Given two arrays arr[] and arr1[] of lengths N and M respectively, the task is to find the longest increasing subsequence of array arr[] such that it does not contain array arr1[] as subarray.

Examples:

Input: arr[] = {5, 3, 9, 3, 4, 7}, arr1[] = {3, 3, 7}
Output: 4
Explanation: Required longest increasing subsequence is {3, 3, 4, 7}.

Input: arr[] = {1, 2, 3}, arr1[] = {1, 2, 3}
Output: 2
Explanation: Required longest increasing subsequence is {1, 2}.

Naive Approach: The simplest approach is to generate all possible subsequences of the given array and print the length of the longest subsequence among them, which does not contain arr1[] as subarray. 

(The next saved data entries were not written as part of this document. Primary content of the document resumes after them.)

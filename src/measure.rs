//! Stream wrappers which count bytes and tell transfer rates.
//!
//! Sequential streams go through [`Read`]/[`Write`]; random access goes through
//! [`ReadAt`]/[`WriteAt`], with the offset passed to the wrapped stream as is.

use std::{
    fmt::{self, Debug},
    io::{self, Read, Write},
    sync::{Arc, Mutex, PoisonError},
    time::Duration,
};

use crate::{
    clock::{Clock, SystemClock},
    counter::RateCounter,
};

/// Read at an offset, without a cursor.
pub trait ReadAt {
    /// Read into `buf` starting at `offset`; return how many bytes were read.
    /// `Ok(0)` means `offset` is at or past the end.
    fn read_at(&self, buf: &mut [u8], offset: u64) -> io::Result<usize>;
}

/// Write at an offset, without a cursor.
pub trait WriteAt {
    /// Write `buf` starting at `offset`; return how many bytes were written.
    fn write_at(&self, buf: &[u8], offset: u64) -> io::Result<usize>;
}

impl ReadAt for [u8] {
    fn read_at(&self, buf: &mut [u8], offset: u64) -> io::Result<usize> {
        let start = usize::try_from(offset).unwrap_or(usize::MAX).min(self.len());
        let src = &self[start..];
        let n = src.len().min(buf.len());

        buf[..n].copy_from_slice(&src[..n]);
        Ok(n)
    }
}

impl ReadAt for Vec<u8> {
    fn read_at(&self, buf: &mut [u8], offset: u64) -> io::Result<usize> {
        self.as_slice().read_at(buf, offset)
    }
}

impl WriteAt for Mutex<Vec<u8>> {
    /// Grow the vector with zeroes if `offset` is past its end.
    fn write_at(&self, buf: &[u8], offset: u64) -> io::Result<usize> {
        let start = usize::try_from(offset)
            .map_err(|_| io::Error::new(io::ErrorKind::InvalidInput, "offset out of range"))?;
        let end = start
            .checked_add(buf.len())
            .ok_or_else(|| io::Error::new(io::ErrorKind::InvalidInput, "offset out of range"))?;

        let mut vec = self.lock().unwrap_or_else(PoisonError::into_inner);
        if vec.len() < end {
            vec.resize(end, 0);
        }
        vec[start..end].copy_from_slice(buf);

        Ok(buf.len())
    }
}

#[cfg(unix)]
impl ReadAt for std::fs::File {
    fn read_at(&self, buf: &mut [u8], offset: u64) -> io::Result<usize> {
        std::os::unix::fs::FileExt::read_at(self, buf, offset)
    }
}

#[cfg(unix)]
impl WriteAt for std::fs::File {
    fn write_at(&self, buf: &[u8], offset: u64) -> io::Result<usize> {
        std::os::unix::fs::FileExt::write_at(self, buf, offset)
    }
}

impl<T: ReadAt + ?Sized> ReadAt for &T {
    fn read_at(&self, buf: &mut [u8], offset: u64) -> io::Result<usize> {
        (**self).read_at(buf, offset)
    }
}

impl<T: WriteAt + ?Sized> WriteAt for &T {
    fn write_at(&self, buf: &[u8], offset: u64) -> io::Result<usize> {
        (**self).write_at(buf, offset)
    }
}

impl<T: ReadAt + ?Sized> ReadAt for Arc<T> {
    fn read_at(&self, buf: &mut [u8], offset: u64) -> io::Result<usize> {
        (**self).read_at(buf, offset)
    }
}

impl<T: WriteAt + ?Sized> WriteAt for Arc<T> {
    fn write_at(&self, buf: &[u8], offset: u64) -> io::Result<usize> {
        (**self).write_at(buf, offset)
    }
}

/// Read side of a measured stream's byte counter.
///
/// Cloned out of a [`MeasuredReader`] or [`MeasuredWriter`], so the rate can be
/// polled from another thread while the stream itself is busy.
#[derive(Clone)]
pub struct Meter {
    counter: Arc<RateCounter>,
}

impl Meter {
    /// Bytes moved per `period` since the last poll of any clone of this meter.
    pub fn bytes_per(&self, period: Duration) -> u64 {
        self.counter.rate(period) as u64
    }

    /// Bytes moved per second since the last poll.
    pub fn bytes_per_sec(&self) -> u64 {
        self.bytes_per(Duration::from_secs(1))
    }

    /// Bytes moved since the stream was wrapped.
    pub fn total(&self) -> u64 {
        self.counter.total()
    }
}

impl Debug for Meter {
    fn fmt(&self, f: &mut fmt::Formatter<'_>) -> fmt::Result {
        f.debug_struct("Meter")
            .field("total", &self.counter.total())
            .finish()
    }
}

macro_rules! measured_common {
    ($name:ident) => {
        impl<T> $name<T> {
            /// Wrap a stream, measuring on the system clock.
            pub fn new(inner: T) -> Self {
                Self::with_clock(inner, SystemClock::shared())
            }

            /// Wrap a stream, measuring on a given clock.
            pub fn with_clock(inner: T, clock: Arc<dyn Clock>) -> Self {
                Self {
                    inner,
                    meter: Meter {
                        counter: Arc::new(RateCounter::with_clock(clock)),
                    },
                }
            }

            /// A handle to poll rates while the stream is moved elsewhere.
            pub fn meter(&self) -> Meter {
                self.meter.clone()
            }

            /// Bytes per `period` since the last measurement.
            pub fn bytes_per(&self, period: Duration) -> u64 {
                self.meter.bytes_per(period)
            }

            /// Bytes per second since the last measurement.
            pub fn bytes_per_sec(&self) -> u64 {
                self.meter.bytes_per_sec()
            }

            /// Total number of bytes moved.
            pub fn total(&self) -> u64 {
                self.meter.total()
            }

            pub fn get_ref(&self) -> &T {
                &self.inner
            }

            pub fn get_mut(&mut self) -> &mut T {
                &mut self.inner
            }

            pub fn into_inner(self) -> T {
                self.inner
            }
        }

        impl<T> Debug for $name<T> {
            fn fmt(&self, f: &mut fmt::Formatter<'_>) -> fmt::Result {
                f.debug_struct(stringify!($name))
                    .field("total", &self.meter.total())
                    .finish()
            }
        }
    };
}

/// Wrap a reader and track how many bytes are read from it.
pub struct MeasuredReader<R> {
    inner: R,
    meter: Meter,
}

measured_common!(MeasuredReader);

impl<R: Read> Read for MeasuredReader<R> {
    fn read(&mut self, buf: &mut [u8]) -> io::Result<usize> {
        let n = self.inner.read(buf)?;
        self.meter.counter.add(n as u64);
        Ok(n)
    }
}

/// Share one measured reader between several consumers, e.g. `&File`.
impl<R> Read for &MeasuredReader<R>
where
    for<'a> &'a R: Read,
{
    fn read(&mut self, buf: &mut [u8]) -> io::Result<usize> {
        let n = (&self.inner).read(buf)?;
        self.meter.counter.add(n as u64);
        Ok(n)
    }
}

impl<R: ReadAt> ReadAt for MeasuredReader<R> {
    fn read_at(&self, buf: &mut [u8], offset: u64) -> io::Result<usize> {
        let n = self.inner.read_at(buf, offset)?;
        self.meter.counter.add(n as u64);
        Ok(n)
    }
}

/// Wrap a writer and track how many bytes are written to it.
pub struct MeasuredWriter<W> {
    inner: W,
    meter: Meter,
}

measured_common!(MeasuredWriter);

impl<W: Write> Write for MeasuredWriter<W> {
    fn write(&mut self, buf: &[u8]) -> io::Result<usize> {
        let n = self.inner.write(buf)?;
        self.meter.counter.add(n as u64);
        Ok(n)
    }

    fn flush(&mut self) -> io::Result<()> {
        self.inner.flush()
    }
}

/// Share one measured writer between several producers, e.g. `&File` or `&Sink`.
impl<W> Write for &MeasuredWriter<W>
where
    for<'a> &'a W: Write,
{
    fn write(&mut self, buf: &[u8]) -> io::Result<usize> {
        let n = (&self.inner).write(buf)?;
        self.meter.counter.add(n as u64);
        Ok(n)
    }

    fn flush(&mut self) -> io::Result<()> {
        (&self.inner).flush()
    }
}

impl<W: WriteAt> WriteAt for MeasuredWriter<W> {
    fn write_at(&self, buf: &[u8], offset: u64) -> io::Result<usize> {
        let n = self.inner.write_at(buf, offset)?;
        self.meter.counter.add(n as u64);
        Ok(n)
    }
}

Time Complexity: O(M * 2N) where N and M are the lengths of the given arrays.
Auxiliary Space: O(M + N)

Efficient Approach: The idea is to use lps[] array generated using KMP Algorithm and Dynamic Programming to find the longest non-decreasing subsequence without any subarray equals to sequence[]. Follow the below steps to solve the problem:

  1. Initialize an array dp[N][N][N] where dp[i][j][K] stores the maximum length of non-decreasing subsequence up to index i where j is the index of the previously chosen element in the array arr[] and K denotes that the currently found sequence contains subarray sequence[0, K].
  2. Also, generate an array to store the length of the longest prefix suffix using KMP Algorithm.
  3. The maximum length can be found by memoizing the below dp transitions:

dp(i, prev, k) = max(1 + dp(i + 1, i, k2), dp(i + 1, prev, k)) where,

  • i is the current index.
  • prev is the previously chosen element.
  • k2 is index of prefix subarray included so far in the currently found sequence which can be found using KMP Array for longest prefix suffix.

Base Case:

  • If k is equals to the length of the given sequence, return as the currently found subsequence contains the arr1[].
  • If i reaches N, return as no more elements exist.
  • If the current state has already been calculated, return.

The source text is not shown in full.